No dia 5 de novembro de 2015, eu tinha exatamente 17 anos, e eu soube que houve o rompimento de uma barragem e só. Eu estava indo pra escola, naquele dia como eu sempre fazia, eu tinha 17 anos e estava no terceiro ano do ensino médio. É uma comunidade rural, bem pequena, Ponte do Gama. Então, eu era a única aluna do ensino médio, de Ponte do Gama, que tinha que se deslocar até Monsenhor Horta, que era onde tinha escola, que todos estudavam. E a gente foi conversando sobre isso, inclusive: “olha, rompeu alguma coisa aqui perto”, mas só. Era uma informação vaga que a gente tinha. Eu não sabia o que era uma barragem de rejeito de minério e que sabia que a Samarco tava ali, perto de mim, mas não sabia exatamente o que ela fazia, o que ela era, então, eu não liguei os fatos. Eu não consegui estabelecer uma ligação entre o rompimento da barragem e a minha casa.

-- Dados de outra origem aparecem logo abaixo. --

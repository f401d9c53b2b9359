use std::sync::Arc;

use permitsync_core::IngestClient;

use crate::sync::ledger::{HistoryStore, LedgerStore};
use crate::token_provider::TokenProvider;

const RECENT_UPLOADS_SHOWN: usize = 5;
const RECENT_REPORTS_PAGE_SIZE: u32 = 20;

/// Ledger statistics plus a recent-reports query against the ingestion
/// system, so an operator can confirm items that were accepted as
/// "processing continues server-side" actually landed.
pub async fn run_status(
    ledger: &Arc<LedgerStore>,
    history: &Arc<HistoryStore>,
    ingest: &IngestClient,
    tokens: &Arc<TokenProvider>,
    group_id: &str,
) -> anyhow::Result<()> {
    let snapshot = ledger.snapshot();
    println!("uploaded files: {}", snapshot.uploaded_files.len());
    println!("error records:  {}", snapshot.errors.len());
    println!("skipped items:  {}", snapshot.skipped.len());
    println!("restricted:     {}", snapshot.restricted.len());
    println!(
        "last scan:      {}",
        snapshot.cache.last_scan.as_deref().unwrap_or("never")
    );

    let recent_start = snapshot
        .uploaded_files
        .len()
        .saturating_sub(RECENT_UPLOADS_SHOWN);
    if !snapshot.uploaded_files.is_empty() {
        println!("recent uploads:");
        for entry in &snapshot.uploaded_files[recent_start..] {
            println!("  {entry}");
        }
    }
    if !snapshot.errors.is_empty() {
        println!("errors:");
        for record in &snapshot.errors {
            println!(
                "  {}/{}: {}",
                record.folder,
                record.file,
                record.detail.as_deref().unwrap_or("unknown")
            );
        }
    }

    let totals = history.snapshot();
    println!(
        "history: {} total, first {}, last {}",
        totals.total_count,
        totals.first_upload.as_deref().unwrap_or("-"),
        totals.last_upload.as_deref().unwrap_or("-")
    );

    let token = tokens.get_valid().await;
    match ingest
        .list_reports(&token, group_id, 1, RECENT_REPORTS_PAGE_SIZE)
        .await
    {
        Ok(page) => {
            println!("recent reports in the ingestion system:");
            for record in &page.results {
                println!(
                    "  {} [{}] {}",
                    record.filename(),
                    record.parse_state(),
                    record.created_at.as_deref().unwrap_or("")
                );
            }
        }
        Err(err) => {
            eprintln!("[permitsync] report listing unavailable: {err}");
        }
    }
    Ok(())
}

Então, a gente foi conversando sobre isso e, chegando em Monsenhor Horta, na escola, todos comentavam que havia destruído Bento Rodrigues. E eu tentava, de toda forma, imaginar como que tinha destruído porque eu realmente não tinha conhecimento, eu não sabia o que era. E aí, depois, os professores chegavam contando que tinha dizimado Bento, que não existia mais Bento Rodrigues e que Bento Rodrigues estava debaixo de lama.
(…)
Só depois que uma colega chegou me dizendo que a ponte de Paracatu tinha caído. E aí, eu pensei: “Se a ponte caiu, essa coisa desceu pelo rio e passou no Gama primeiro”. Aí, eu comecei a me desesperar um pouco. Liguei para o motorista que tava aqui em Mariana, na hora, e eu perguntei, primeiro, o que era, e se poderia chegar na minha casa. Ele disse que já tinha chegado. Que era uma coisa muito grande. Que era um monte de água, na verdade. E eu pensei que se chegasse na minha casa, na proporção que chegou em Bento Rodrigues, eu estaria órfã, porque eu tava longe de toda minha família e de toda a comunidade naquele momento, era por volta de sete e meia, intervalo da aula, que foi quando eu realmente tinha certeza que havia se rompido algo muito grande, algo monstruoso e que havia chegado à minha casa e a minha única preocupação era se estaria órfã ou não. Se eu tinha perdido todo mundo, incluindo família e amigos.